Broken into three parts, this 119-page guide begins with the seven essential steps, followed by 321 sentence starters to get the creative juices flowing and 29 sample fundraising letters that real organizations have actually raised funds with.
Recently, FundRaising Success spoke with Rees and Sims about the importance of a strong direct-mail program for acquiring and retaining donors.
FundRaising Success: What made you tackle this topic now?
Sandra Sims: We've both heard from so many nonprofit leaders that are discouraged because they've experienced a dip in donations. If they have never done a direct-mail appeal before, or had less than impressive results, this could hurt the organization's bottom line and discourage them further. We want to make sure nonprofits have the practical resources they need to make a donation request by mail. Often it's the little things that can make a big impact in the responses received — personalized addressing, a strong ask statement and a P.S., for example.
Sandy Rees: Direct mail has always been my absolute favorite technique for fundraising. From the work that I've done with a lot of small nonprofits, I find that they really want very simple, "step one: do this, step two: do that" kind of information.

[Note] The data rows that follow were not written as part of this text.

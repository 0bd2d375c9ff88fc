use async_trait::async_trait;
use bakery_common::ConditionalSync;
use tracing::info;

use crate::BakeryError;

/// Shows the user the page where an interaction (usually a login) happens.
#[cfg_attr(not(target_arch = "wasm32"), async_trait)]
#[cfg_attr(target_arch = "wasm32", async_trait(?Send))]
pub trait Visitor: ConditionalSync {
    /// Present `url` to the user. Completion is observed separately by
    /// polling the wait URL, so this returns as soon as the page is shown.
    async fn visit(&self, url: &str) -> Result<(), BakeryError>;
}

/// The default [`Visitor`].
///
/// In the browser it opens the URL in a new browsing context. Elsewhere there
/// is no browser to drive, so the URL is logged for the user to open.
#[derive(Clone, Copy, Debug, Default)]
pub struct OpenInBrowser;

#[cfg_attr(not(target_arch = "wasm32"), async_trait)]
#[cfg_attr(target_arch = "wasm32", async_trait(?Send))]
impl Visitor for OpenInBrowser {
    #[cfg(all(target_arch = "wasm32", target_os = "unknown"))]
    async fn visit(&self, url: &str) -> Result<(), BakeryError> {
        let window = web_sys::window()
            .ok_or_else(|| BakeryError::InteractionFailed("no window to open".into()))?;
        window
            .open_with_url_and_target(url, "_blank")
            .map_err(|error| BakeryError::InteractionFailed(format!("{error:?}")))?;
        info!(url, "Opened interaction page");
        Ok(())
    }

    #[cfg(not(all(target_arch = "wasm32", target_os = "unknown")))]
    async fn visit(&self, url: &str) -> Result<(), BakeryError> {
        info!(url, "Open this URL to continue");
        Ok(())
    }
}
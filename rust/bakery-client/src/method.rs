use std::{fmt::Display, str::FromStr};

use crate::BakeryError;

/// The HTTP methods a bakery request can use.
#[derive(Debug, Clone, Copy, PartialEq, Eq, Hash)]
pub enum Method {
    #[allow(missing_docs)]
    Get,
    #[allow(missing_docs)]
    Post,
    #[allow(missing_docs)]
    Put,
    #[allow(missing_docs)]
    Patch,
    #[allow(missing_docs)]
    Delete,
}

impl Method {
    /// The canonical upper case name.
    pub fn as_str(&self) -> &'static str {
        match self {
            Method::Get => "GET",
            Method::Post => "POST",
            Method::Put => "PUT",
            Method::Patch => "PATCH",
            Method::Delete => "DELETE",
        }
    }
}

impl Display for Method {
    fn fmt(&self, f: &mut std::fmt::Formatter<'_>) -> std::fmt::Result {
        f.write_str(self.as_str())
    }
}

/// Parsing ignores case, so `"put"`, `"Put"` and `"PUT"` are all [`Method::Put`].
impl FromStr for Method {
    type Err = BakeryError;

    fn from_str(method: &str) -> Result<Self, Self::Err> {
        match method.to_ascii_uppercase().as_str() {
            "GET" => Ok(Method::Get),
            "POST" => Ok(Method::Post),
            "PUT" => Ok(Method::Put),
            "PATCH" => Ok(Method::Patch),
            "DELETE" => Ok(Method::Delete),
            _ => Err(BakeryError::InvalidMethod(method.to_string())),
        }
    }
}

#[cfg(test)]
mod tests {
    use super::*;

    #[test]
    fn it_parses_methods_case_insensitively() {
        assert_eq!("get".parse::<Method>().unwrap(), Method::Get);
        assert_eq!("pAtCh".parse::<Method>().unwrap(), Method::Patch);
        assert_eq!("DELETE".parse::<Method>().unwrap(), Method::Delete);
        assert!(matches!(
            "OPTIONS".parse::<Method>(),
            Err(BakeryError::InvalidMethod(method)) if method == "OPTIONS"
        ));
    }
}
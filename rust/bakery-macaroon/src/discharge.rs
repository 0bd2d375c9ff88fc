use std::collections::VecDeque;

use async_trait::async_trait;
use bakery_common::{ConditionalSend, ConditionalSync};
use tracing::{debug, warn};

use crate::{Caveat, Macaroon, MacaroonError};

/// Upper bound on the discharges gathered for a single macaroon, nested ones
/// included.
pub const MAX_DISCHARGES: usize = 64;

/// Something that can obtain a discharge macaroon for a third-party caveat,
/// usually by asking the service at the caveat's location.
#[cfg_attr(not(target_arch = "wasm32"), async_trait)]
#[cfg_attr(target_arch = "wasm32", async_trait(?Send))]
pub trait AcquireDischarge: ConditionalSync {
    /// The error produced when a discharge cannot be obtained
    type Error: ConditionalSend;

    /// Obtain a discharge for `caveat`, which appeared on a macaroon whose
    /// location is `first_party_location`.
    async fn acquire_discharge(
        &self,
        first_party_location: &str,
        caveat: &Caveat,
    ) -> Result<Macaroon, Self::Error>;
}

/// Gather every discharge `macaroon` needs.
///
/// Third-party caveats on `macaroon` are discharged first, then any
/// third-party caveats carried by the discharges themselves, until nothing is
/// left. The result is `macaroon` followed by every discharge bound to its
/// signature, ready to be presented together. The first failure aborts the
/// whole gathering, as does needing more than [`MAX_DISCHARGES`] discharges.
pub async fn discharge_all<A>(macaroon: &Macaroon, acquirer: &A) -> Result<Vec<Macaroon>, A::Error>
where
    A: AcquireDischarge,
    A::Error: From<MacaroonError>,
{
    let mut pending: VecDeque<(String, Caveat)> = macaroon
        .third_party_caveats()
        .map(|caveat| (macaroon.location.clone(), caveat.clone()))
        .collect();
    let mut discharges = Vec::new();

    while let Some((first_party_location, caveat)) = pending.pop_front() {
        if discharges.len() >= MAX_DISCHARGES {
            warn!(limit = MAX_DISCHARGES, "Giving up on discharging");
            return Err(MacaroonError::TooManyDischarges(MAX_DISCHARGES).into());
        }
        debug!(
            caveat = %caveat.identifier,
            location = caveat.location.as_deref().unwrap_or_default(),
            "Acquiring discharge"
        );
        let discharge = acquirer
            .acquire_discharge(&first_party_location, &caveat)
            .await?;

        pending.extend(
            discharge
                .third_party_caveats()
                .map(|caveat| (discharge.location.clone(), caveat.clone())),
        );
        discharges.push(discharge);
    }

    let root_signature = macaroon.signature;
    let mut macaroons = Vec::with_capacity(discharges.len() + 1);
    macaroons.push(macaroon.clone());
    macaroons.extend(
        discharges
            .into_iter()
            .map(|discharge| discharge.bind(&root_signature)),
    );

    Ok(macaroons)
}
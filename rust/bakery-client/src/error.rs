use bakery_macaroon::MacaroonError;
use thiserror::Error;

use crate::{Response, TransportError};

/// Errors surfaced by the bakery to its callers.
#[derive(Debug, Error)]
pub enum BakeryError {
    /// A third-party discharge could not be obtained or decoded
    #[error("discharge failed: {0}")]
    DischargeFailed(String),

    /// The visit/wait flow ended in an error or ran out of attempts
    #[error("cannot interact: {0}")]
    InteractionFailed(String),

    /// A challenge arrived on a bakery created with
    /// [`crate::Bakery::without_discharge`]; the raw response is kept
    #[error("discharge required but disabled")]
    DischargeDisabled {
        /// The challenge response, untouched
        response: Response,
    },

    /// The method name is not one the bakery can send
    #[error("Unsupported HTTP method: {0}")]
    InvalidMethod(String),

    /// The service refused to set its auth cookie
    #[error("Setting the auth cookie failed with HTTP {status}")]
    CookieRejected {
        /// Status of the refusal
        status: u16,
    },

    /// The transport failed; passed through untouched
    #[error(transparent)]
    Transport(#[from] TransportError),

    /// The backing store failed
    #[error(transparent)]
    Storage(#[from] StorageError),

    /// A macaroon could not be built, encoded or decoded
    #[error(transparent)]
    Macaroon(#[from] MacaroonError),
}

/// Errors raised by a [`crate::KeyValueStore`].
#[derive(Debug, Error)]
pub enum StorageError {
    /// The backing store failed
    #[error("Storage backend error: {0}")]
    Backend(String),
}
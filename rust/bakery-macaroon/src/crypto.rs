//! Cryptographic primitives behind the macaroon signature chain.
//!
//! Every function here is pure apart from [`encrypt`] and [`generate_root_key`],
//! which draw from the operating system RNG.
//!
//! - MAC: HMAC-SHA256.
//! - Key derivation: HMAC-SHA256 keyed with the fixed generator string
//!   `"macaroons-key-generator"` (zero padded to 32 bytes) over the raw key.
//! - Authenticated encryption: XChaCha20-Poly1305 with a fresh random 24 byte
//!   nonce per call; the output is `nonce || ciphertext`.

use chacha20poly1305::{
    Key, XChaCha20Poly1305, XNonce,
    aead::{Aead, KeyInit},
};
use hmac::{Hmac, Mac};
use sha2::Sha256;
use subtle::ConstantTimeEq;

use crate::MacaroonError;

/// Length in bytes of keys and signatures.
pub const KEY_LENGTH: usize = 32;

/// Length in bytes of the AEAD nonce prepended to every ciphertext.
pub const NONCE_LENGTH: usize = 24;

/// A fixed-size key or signature. Macaroon signatures double as keys for the
/// next link of the chain, so both share one representation.
pub type Signature = [u8; KEY_LENGTH];

const KEY_GENERATOR: &[u8] = b"macaroons-key-generator";

/// Derive the MAC key actually used to mint a macaroon from its raw root key.
///
/// Root keys are never used directly as MAC keys.
pub fn derive_key(root_key: &[u8]) -> Signature {
    let mut generator = [0u8; KEY_LENGTH];
    generator[..KEY_GENERATOR.len()].copy_from_slice(KEY_GENERATOR);
    keyed_hash(&generator, root_key)
}

/// HMAC-SHA256 of `data` under `key`.
pub fn keyed_hash(key: &[u8], data: &[u8]) -> Signature {
    let mut mac =
        <Hmac<Sha256> as Mac>::new_from_slice(key).expect("HMAC can take key of any size");
    mac.update(data);

    let mut output = [0u8; KEY_LENGTH];
    output.copy_from_slice(&mac.finalize().into_bytes());
    output
}

/// Hash two values under one key.
///
/// With no first value this is exactly [`keyed_hash`] over the second, which
/// is how first-party caveats (no verification id) are folded into the chain.
pub fn keyed_hash2(key: &[u8], first: Option<&[u8]>, second: &[u8]) -> Signature {
    match first {
        None => keyed_hash(key, second),
        Some(first) => {
            let mut joined = [0u8; KEY_LENGTH * 2];
            joined[..KEY_LENGTH].copy_from_slice(&keyed_hash(key, first));
            joined[KEY_LENGTH..].copy_from_slice(&keyed_hash(key, second));
            keyed_hash(key, &joined)
        }
    }
}

/// Tie a discharge signature to the signature of the macaroon it is
/// presented with. Binding a macaroon to itself leaves it unchanged.
pub fn bind_for_request(root_signature: &Signature, signature: &Signature) -> Signature {
    if signatures_equal(root_signature, signature) {
        return *signature;
    }
    keyed_hash2(&[0u8; KEY_LENGTH], Some(root_signature), signature)
}

/// Constant time signature comparison.
pub fn signatures_equal(left: &Signature, right: &Signature) -> bool {
    left.ct_eq(right).into()
}

/// Seal `plaintext` under `key`, returning `nonce || ciphertext`.
pub fn encrypt(key: &Signature, plaintext: &[u8]) -> Result<Vec<u8>, MacaroonError> {
    let mut nonce = [0u8; NONCE_LENGTH];
    getrandom::getrandom(&mut nonce).map_err(|error| MacaroonError::Rng(error.to_string()))?;

    let cipher = XChaCha20Poly1305::new(Key::from_slice(key));
    let sealed = cipher
        .encrypt(XNonce::from_slice(&nonce), plaintext)
        .map_err(|_| MacaroonError::EncryptionFailed)?;

    let mut output = Vec::with_capacity(NONCE_LENGTH + sealed.len());
    output.extend_from_slice(&nonce);
    output.extend_from_slice(&sealed);
    Ok(output)
}

/// Open a value produced by [`encrypt`]. Returns `None` when the input is
/// truncated or fails authentication.
pub fn decrypt(key: &Signature, ciphertext: &[u8]) -> Option<Vec<u8>> {
    if ciphertext.len() < NONCE_LENGTH {
        return None;
    }
    let (nonce, sealed) = ciphertext.split_at(NONCE_LENGTH);
    let cipher = XChaCha20Poly1305::new(Key::from_slice(key));
    cipher.decrypt(XNonce::from_slice(nonce), sealed).ok()
}

/// Generate a random root key suitable for [`crate::Macaroon::new`] or
/// [`crate::Macaroon::add_third_party_caveat`].
pub fn generate_root_key() -> Result<Signature, MacaroonError> {
    let mut key = [0u8; KEY_LENGTH];
    getrandom::getrandom(&mut key).map_err(|error| MacaroonError::Rng(error.to_string()))?;
    Ok(key)
}

#[cfg(test)]
mod tests {
    use super::*;

    #[test]
    fn it_derives_keys_deterministically() {
        assert_eq!(derive_key(b"secret"), derive_key(b"secret"));
        assert_ne!(derive_key(b"secret"), derive_key(b"secret2"));
        assert_ne!(derive_key(b"secret"), keyed_hash(b"secret", b"secret"));
    }

    #[test]
    fn it_reduces_keyed_hash2_to_keyed_hash_without_a_first_value() {
        let key = [7u8; KEY_LENGTH];
        assert_eq!(keyed_hash2(&key, None, b"cav"), keyed_hash(&key, b"cav"));
        assert_ne!(
            keyed_hash2(&key, Some(b"vid"), b"cav"),
            keyed_hash(&key, b"cav")
        );
    }

    #[test]
    fn it_does_not_rebind_a_signature_to_itself() {
        let signature = [3u8; KEY_LENGTH];
        assert_eq!(bind_for_request(&signature, &signature), signature);

        let other = [4u8; KEY_LENGTH];
        let bound = bind_for_request(&signature, &other);
        assert_ne!(bound, other);
        assert_eq!(bound, keyed_hash2(&[0u8; KEY_LENGTH], Some(&signature), &other));
    }

    #[test]
    fn it_round_trips_through_encryption() {
        let key = [9u8; KEY_LENGTH];
        let sealed = encrypt(&key, b"discharge root key").unwrap();
        assert_eq!(decrypt(&key, &sealed).unwrap(), b"discharge root key");
    }

    #[test]
    fn it_uses_a_fresh_nonce_for_every_encryption() {
        let key = [9u8; KEY_LENGTH];
        let first = encrypt(&key, b"same").unwrap();
        let second = encrypt(&key, b"same").unwrap();
        assert_ne!(first[..NONCE_LENGTH], second[..NONCE_LENGTH]);
        assert_ne!(first[..NONCE_LENGTH], [0u8; NONCE_LENGTH]);
    }

    #[test]
    fn it_refuses_to_decrypt_with_the_wrong_key_or_tampered_input() {
        let key = [9u8; KEY_LENGTH];
        let mut sealed = encrypt(&key, b"payload").unwrap();

        assert!(decrypt(&[8u8; KEY_LENGTH], &sealed).is_none());
        assert!(decrypt(&key, &sealed[..NONCE_LENGTH - 1]).is_none());

        let last = sealed.len() - 1;
        sealed[last] ^= 0x01;
        assert!(decrypt(&key, &sealed).is_none());
    }
}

SS: Now is the perfect time to plan a well-thought-out direct-mail appeal. The community still needs to hear about the great work that nonprofits are doing. Stories of changed lives because of the work nonprofits are doing are so heartwarming. Even further, sharing tales about the dedication of volunteers and the contributions of donors is a way to honor them as an integral part of the work. Communicating via the mail — including newsletters, personal notes and donation requests — gives nonprofits that chance to tell the stories that can inspire people.